■ Work instruction ■
Going down the data below, set down exactly the line with "use axum::extract::State;" and each line after it through the line with "return Ok(Json(match user"; no other lines.

[Excerpts from a dataset]
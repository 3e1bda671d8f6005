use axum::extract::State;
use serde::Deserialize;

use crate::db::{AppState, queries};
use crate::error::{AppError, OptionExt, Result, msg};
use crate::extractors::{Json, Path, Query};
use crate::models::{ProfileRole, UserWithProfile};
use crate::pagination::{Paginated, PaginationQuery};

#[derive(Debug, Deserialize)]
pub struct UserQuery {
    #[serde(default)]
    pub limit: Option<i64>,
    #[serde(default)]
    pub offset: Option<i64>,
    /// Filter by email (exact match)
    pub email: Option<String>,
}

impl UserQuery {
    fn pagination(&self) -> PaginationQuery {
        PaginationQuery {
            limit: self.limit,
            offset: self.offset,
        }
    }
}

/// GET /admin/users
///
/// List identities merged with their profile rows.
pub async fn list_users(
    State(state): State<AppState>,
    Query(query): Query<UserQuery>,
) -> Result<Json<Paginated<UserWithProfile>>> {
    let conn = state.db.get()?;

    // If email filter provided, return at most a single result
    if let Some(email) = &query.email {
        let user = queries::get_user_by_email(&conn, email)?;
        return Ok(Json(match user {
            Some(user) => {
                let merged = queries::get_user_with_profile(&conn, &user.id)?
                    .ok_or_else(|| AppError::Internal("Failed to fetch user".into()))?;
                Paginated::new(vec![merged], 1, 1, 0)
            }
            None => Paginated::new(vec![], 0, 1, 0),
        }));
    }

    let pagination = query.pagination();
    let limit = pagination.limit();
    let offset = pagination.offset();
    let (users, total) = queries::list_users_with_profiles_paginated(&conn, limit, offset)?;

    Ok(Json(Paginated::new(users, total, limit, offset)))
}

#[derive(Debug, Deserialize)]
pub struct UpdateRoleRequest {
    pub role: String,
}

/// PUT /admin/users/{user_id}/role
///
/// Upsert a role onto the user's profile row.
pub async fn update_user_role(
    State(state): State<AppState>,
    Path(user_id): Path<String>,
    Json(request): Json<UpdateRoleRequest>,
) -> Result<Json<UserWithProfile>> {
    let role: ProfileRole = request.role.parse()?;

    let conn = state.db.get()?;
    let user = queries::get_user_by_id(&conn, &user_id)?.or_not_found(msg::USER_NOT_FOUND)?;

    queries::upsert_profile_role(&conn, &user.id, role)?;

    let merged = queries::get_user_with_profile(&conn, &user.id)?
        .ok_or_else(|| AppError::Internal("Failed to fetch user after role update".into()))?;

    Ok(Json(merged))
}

■ Problem solution ■
use axum::extract::State;
use serde::Deserialize;

use crate::db::{AppState, queries};
use crate::error::{AppError, OptionExt, Result, msg};
use crate::extractors::{Json, Path, Query};
use crate::models::{ProfileRole, UserWithProfile};
use crate::pagination::{Paginated, PaginationQuery};

#[derive(Debug, Deserialize)]
pub struct UserQuery {
    #[serde(default)]
    pub limit: Option<i64>,
    #[serde(default)]
    pub offset: Option<i64>,
    /// Filter by email (exact match)
    pub email: Option<String>,
}

impl UserQuery {
    fn pagination(&self) -> PaginationQuery {
        PaginationQuery {
            limit: self.limit,
            offset: self.offset,
        }
    }
}

/// GET /admin/users
///
/// List identities merged with their profile rows.
pub async fn list_users(
    State(state): State<AppState>,
    Query(query): Query<UserQuery>,
) -> Result<Json<Paginated<UserWithProfile>>> {
    let conn = state.db.get()?;

    // If email filter provided, return at most a single result
    if let Some(email) = &query.email {
        let user = queries::get_user_by_email(&conn, email)?;
        return Ok(Json(match user {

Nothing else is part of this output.